[ABOUT THIS TASK]: Search the records below for the string "speaker", and report each line that contains it.

[LISTED RECORDS]:
BEGIN
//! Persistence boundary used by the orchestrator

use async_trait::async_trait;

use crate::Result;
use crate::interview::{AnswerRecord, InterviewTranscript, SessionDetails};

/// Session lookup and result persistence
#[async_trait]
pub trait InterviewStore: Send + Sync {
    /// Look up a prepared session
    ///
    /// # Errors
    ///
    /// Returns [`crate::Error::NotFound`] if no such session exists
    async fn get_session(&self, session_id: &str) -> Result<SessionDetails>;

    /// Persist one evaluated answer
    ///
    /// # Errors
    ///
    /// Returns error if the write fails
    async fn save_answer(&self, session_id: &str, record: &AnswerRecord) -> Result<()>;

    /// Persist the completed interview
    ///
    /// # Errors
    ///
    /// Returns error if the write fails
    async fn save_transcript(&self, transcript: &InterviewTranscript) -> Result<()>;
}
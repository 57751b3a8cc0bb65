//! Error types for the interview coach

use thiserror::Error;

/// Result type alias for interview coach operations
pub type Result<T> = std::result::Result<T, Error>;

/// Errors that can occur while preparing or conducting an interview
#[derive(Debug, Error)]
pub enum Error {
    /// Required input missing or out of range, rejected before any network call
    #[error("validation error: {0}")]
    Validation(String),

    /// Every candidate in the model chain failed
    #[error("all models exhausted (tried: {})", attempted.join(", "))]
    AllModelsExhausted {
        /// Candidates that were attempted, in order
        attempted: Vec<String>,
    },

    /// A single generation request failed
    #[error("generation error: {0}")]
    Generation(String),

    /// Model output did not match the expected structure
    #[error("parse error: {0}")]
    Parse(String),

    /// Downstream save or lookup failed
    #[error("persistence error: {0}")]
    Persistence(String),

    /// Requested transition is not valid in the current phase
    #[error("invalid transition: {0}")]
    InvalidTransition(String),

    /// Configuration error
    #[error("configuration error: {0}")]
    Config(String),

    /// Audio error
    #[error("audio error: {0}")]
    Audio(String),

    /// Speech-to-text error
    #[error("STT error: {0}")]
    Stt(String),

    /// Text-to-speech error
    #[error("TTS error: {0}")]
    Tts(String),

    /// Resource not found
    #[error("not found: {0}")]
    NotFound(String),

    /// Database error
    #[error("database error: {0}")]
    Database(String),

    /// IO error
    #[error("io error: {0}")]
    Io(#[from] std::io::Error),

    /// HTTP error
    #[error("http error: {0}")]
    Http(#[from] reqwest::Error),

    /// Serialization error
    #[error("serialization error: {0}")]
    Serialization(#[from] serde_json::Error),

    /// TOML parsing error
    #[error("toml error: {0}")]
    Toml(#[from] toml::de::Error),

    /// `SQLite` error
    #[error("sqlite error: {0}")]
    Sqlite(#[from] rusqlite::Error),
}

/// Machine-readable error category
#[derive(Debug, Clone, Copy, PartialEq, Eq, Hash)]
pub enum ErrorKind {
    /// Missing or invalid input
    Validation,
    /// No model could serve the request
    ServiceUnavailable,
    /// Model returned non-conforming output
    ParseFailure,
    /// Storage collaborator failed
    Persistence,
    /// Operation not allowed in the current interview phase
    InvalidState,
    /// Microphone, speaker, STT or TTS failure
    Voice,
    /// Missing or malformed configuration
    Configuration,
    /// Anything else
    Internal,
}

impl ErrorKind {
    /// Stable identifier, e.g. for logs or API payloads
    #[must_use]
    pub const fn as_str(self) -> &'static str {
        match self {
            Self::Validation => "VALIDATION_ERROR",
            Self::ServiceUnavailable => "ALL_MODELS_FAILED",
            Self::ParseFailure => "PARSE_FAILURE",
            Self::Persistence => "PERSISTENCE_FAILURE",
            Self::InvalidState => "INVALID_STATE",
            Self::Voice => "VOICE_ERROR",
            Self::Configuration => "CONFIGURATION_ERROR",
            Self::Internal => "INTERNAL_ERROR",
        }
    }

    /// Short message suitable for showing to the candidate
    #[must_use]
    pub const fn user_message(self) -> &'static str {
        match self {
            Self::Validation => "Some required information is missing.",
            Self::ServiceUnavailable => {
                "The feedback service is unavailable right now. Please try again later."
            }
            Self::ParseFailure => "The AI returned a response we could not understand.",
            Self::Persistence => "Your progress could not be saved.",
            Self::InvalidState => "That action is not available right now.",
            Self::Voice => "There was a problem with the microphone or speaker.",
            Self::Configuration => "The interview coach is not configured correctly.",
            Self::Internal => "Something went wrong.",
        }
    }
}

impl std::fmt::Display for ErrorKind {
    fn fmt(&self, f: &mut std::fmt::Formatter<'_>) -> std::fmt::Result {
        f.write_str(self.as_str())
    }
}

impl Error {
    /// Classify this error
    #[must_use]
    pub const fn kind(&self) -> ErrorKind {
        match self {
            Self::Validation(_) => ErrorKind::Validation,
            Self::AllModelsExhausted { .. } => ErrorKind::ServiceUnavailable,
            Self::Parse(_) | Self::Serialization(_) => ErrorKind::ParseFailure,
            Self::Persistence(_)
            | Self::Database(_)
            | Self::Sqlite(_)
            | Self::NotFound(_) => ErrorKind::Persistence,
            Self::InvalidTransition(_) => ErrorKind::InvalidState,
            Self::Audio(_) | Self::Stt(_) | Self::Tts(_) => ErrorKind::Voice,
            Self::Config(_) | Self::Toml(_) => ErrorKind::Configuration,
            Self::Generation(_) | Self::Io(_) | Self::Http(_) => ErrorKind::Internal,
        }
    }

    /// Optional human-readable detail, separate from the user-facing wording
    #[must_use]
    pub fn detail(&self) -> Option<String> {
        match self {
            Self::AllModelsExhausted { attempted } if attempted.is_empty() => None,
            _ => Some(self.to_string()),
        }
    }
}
END
[EXERCISE ANSWER]:
    /// Microphone, speaker, STT or TTS failure
            Self::Voice => "There was a problem with the microphone or speaker.",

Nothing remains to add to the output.